[What to work on] Whenever a line carries the word "ShuttingDown", pull it out of the entries.

Information START

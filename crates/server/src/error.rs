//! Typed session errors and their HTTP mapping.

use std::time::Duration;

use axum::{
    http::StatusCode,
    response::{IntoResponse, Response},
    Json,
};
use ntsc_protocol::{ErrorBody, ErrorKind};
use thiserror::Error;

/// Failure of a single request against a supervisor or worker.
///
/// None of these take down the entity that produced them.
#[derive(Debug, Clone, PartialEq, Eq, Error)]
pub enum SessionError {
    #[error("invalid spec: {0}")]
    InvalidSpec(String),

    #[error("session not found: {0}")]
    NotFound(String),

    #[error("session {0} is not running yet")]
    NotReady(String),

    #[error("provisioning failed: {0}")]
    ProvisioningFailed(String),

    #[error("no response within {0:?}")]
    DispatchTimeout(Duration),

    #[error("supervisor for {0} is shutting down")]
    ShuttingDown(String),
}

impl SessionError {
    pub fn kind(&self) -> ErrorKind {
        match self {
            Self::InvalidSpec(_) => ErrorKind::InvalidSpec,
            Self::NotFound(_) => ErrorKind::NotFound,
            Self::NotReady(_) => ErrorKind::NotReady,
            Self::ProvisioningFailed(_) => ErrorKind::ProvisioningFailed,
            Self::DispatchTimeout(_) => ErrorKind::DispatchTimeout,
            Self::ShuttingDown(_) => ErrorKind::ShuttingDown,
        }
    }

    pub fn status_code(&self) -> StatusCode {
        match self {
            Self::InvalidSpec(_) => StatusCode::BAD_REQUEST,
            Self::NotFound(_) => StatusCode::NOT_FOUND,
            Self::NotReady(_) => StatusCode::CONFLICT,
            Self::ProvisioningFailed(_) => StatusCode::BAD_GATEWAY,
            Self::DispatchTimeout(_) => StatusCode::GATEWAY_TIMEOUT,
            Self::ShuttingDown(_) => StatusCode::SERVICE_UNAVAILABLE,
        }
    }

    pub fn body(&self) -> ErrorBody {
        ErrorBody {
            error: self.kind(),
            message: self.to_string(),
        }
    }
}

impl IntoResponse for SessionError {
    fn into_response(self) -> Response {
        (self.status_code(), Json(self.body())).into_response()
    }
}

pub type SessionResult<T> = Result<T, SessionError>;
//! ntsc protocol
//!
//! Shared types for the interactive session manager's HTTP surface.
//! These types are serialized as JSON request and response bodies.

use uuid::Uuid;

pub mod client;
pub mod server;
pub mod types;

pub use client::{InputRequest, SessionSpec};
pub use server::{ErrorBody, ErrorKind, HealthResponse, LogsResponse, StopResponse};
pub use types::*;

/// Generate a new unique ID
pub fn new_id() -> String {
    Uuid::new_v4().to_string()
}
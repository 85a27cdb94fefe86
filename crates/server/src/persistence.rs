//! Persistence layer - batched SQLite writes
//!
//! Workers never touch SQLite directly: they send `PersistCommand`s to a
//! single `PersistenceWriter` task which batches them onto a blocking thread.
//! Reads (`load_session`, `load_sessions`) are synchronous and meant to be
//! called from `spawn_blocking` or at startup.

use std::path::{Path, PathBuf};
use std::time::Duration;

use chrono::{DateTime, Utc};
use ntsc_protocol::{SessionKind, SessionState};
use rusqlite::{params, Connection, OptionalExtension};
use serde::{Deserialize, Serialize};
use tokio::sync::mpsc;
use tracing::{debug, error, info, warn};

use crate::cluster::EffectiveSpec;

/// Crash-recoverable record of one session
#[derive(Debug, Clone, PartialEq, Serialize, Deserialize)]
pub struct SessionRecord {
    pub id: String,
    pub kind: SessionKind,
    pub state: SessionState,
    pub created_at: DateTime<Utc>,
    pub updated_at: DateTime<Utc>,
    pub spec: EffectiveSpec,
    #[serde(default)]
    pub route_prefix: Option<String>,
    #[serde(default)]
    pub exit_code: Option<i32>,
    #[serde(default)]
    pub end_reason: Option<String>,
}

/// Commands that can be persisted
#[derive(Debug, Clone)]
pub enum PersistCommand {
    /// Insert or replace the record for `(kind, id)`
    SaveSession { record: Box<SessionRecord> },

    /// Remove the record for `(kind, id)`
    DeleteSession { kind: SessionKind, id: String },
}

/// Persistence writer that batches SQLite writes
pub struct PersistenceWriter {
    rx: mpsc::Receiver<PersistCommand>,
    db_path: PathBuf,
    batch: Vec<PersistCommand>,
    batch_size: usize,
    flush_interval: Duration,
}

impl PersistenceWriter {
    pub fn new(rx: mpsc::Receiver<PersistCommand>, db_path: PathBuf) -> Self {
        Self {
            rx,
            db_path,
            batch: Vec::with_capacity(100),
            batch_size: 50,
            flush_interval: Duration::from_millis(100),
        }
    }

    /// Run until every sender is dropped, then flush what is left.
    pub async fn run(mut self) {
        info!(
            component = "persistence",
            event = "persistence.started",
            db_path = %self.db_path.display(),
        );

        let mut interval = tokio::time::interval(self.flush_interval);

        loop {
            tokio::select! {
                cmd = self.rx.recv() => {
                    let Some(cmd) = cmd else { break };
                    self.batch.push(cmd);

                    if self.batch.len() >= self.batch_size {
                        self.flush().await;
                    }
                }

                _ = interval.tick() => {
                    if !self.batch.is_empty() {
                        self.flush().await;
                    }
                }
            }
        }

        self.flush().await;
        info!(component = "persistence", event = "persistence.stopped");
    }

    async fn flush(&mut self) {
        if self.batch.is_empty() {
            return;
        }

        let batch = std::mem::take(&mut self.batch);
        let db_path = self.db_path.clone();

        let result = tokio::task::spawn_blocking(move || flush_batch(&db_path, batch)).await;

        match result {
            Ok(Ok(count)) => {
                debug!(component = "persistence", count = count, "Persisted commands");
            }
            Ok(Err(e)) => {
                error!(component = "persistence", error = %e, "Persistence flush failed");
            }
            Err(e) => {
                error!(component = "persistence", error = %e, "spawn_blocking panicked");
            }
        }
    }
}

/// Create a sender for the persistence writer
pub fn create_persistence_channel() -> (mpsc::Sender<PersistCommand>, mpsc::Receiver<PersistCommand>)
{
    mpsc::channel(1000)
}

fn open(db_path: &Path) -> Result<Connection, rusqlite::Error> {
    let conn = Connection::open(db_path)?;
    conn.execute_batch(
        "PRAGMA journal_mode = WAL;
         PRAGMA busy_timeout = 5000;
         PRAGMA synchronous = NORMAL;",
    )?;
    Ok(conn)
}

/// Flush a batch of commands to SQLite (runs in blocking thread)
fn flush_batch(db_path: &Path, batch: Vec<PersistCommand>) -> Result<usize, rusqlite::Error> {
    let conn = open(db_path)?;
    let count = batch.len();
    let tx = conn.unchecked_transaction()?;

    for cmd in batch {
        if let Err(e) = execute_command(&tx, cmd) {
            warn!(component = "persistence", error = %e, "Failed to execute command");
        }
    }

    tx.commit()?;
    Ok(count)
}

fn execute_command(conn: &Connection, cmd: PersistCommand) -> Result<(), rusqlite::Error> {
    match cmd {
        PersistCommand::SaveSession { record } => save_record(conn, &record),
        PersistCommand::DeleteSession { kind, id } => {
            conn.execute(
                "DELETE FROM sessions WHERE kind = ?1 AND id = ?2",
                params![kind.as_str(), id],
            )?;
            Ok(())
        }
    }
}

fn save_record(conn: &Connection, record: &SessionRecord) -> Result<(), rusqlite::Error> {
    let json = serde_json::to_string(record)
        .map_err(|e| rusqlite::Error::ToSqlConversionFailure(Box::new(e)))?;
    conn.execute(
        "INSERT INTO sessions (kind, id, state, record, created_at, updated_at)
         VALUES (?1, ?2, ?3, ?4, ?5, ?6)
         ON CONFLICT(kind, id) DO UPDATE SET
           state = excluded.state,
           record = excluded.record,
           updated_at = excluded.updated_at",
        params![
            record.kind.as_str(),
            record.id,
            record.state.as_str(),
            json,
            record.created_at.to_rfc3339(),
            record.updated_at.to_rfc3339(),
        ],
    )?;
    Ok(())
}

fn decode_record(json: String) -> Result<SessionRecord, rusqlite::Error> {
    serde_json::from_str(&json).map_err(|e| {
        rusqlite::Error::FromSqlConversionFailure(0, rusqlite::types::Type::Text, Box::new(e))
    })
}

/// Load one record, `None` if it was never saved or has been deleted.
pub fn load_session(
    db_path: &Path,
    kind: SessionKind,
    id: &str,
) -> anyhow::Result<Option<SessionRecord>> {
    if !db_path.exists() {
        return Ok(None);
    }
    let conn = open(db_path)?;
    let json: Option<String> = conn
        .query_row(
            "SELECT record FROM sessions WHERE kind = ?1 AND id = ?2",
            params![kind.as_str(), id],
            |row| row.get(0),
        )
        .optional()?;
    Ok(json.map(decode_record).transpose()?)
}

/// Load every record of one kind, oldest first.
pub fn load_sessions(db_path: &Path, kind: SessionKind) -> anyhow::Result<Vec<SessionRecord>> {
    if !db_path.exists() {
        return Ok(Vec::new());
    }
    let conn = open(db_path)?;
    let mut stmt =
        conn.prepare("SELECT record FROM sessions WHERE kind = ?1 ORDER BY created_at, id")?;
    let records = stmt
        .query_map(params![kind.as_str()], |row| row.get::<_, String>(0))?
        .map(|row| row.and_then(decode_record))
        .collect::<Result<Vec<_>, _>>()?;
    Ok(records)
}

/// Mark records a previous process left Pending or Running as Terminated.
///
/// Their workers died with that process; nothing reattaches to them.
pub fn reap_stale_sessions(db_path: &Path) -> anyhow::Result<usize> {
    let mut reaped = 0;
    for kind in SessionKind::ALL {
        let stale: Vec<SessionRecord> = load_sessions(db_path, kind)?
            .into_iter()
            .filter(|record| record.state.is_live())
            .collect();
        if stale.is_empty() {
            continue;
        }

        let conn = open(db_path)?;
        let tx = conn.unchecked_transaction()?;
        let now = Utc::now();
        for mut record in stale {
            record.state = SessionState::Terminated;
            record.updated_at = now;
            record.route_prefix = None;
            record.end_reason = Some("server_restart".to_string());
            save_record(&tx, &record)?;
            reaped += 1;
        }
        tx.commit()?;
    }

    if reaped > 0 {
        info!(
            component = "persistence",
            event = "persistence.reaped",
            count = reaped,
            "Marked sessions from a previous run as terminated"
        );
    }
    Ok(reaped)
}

Information END

[Written response]
    ShuttingDown(String),
            Self::ShuttingDown(_) => ErrorKind::ShuttingDown,
            Self::ShuttingDown(_) => StatusCode::SERVICE_UNAVAILABLE,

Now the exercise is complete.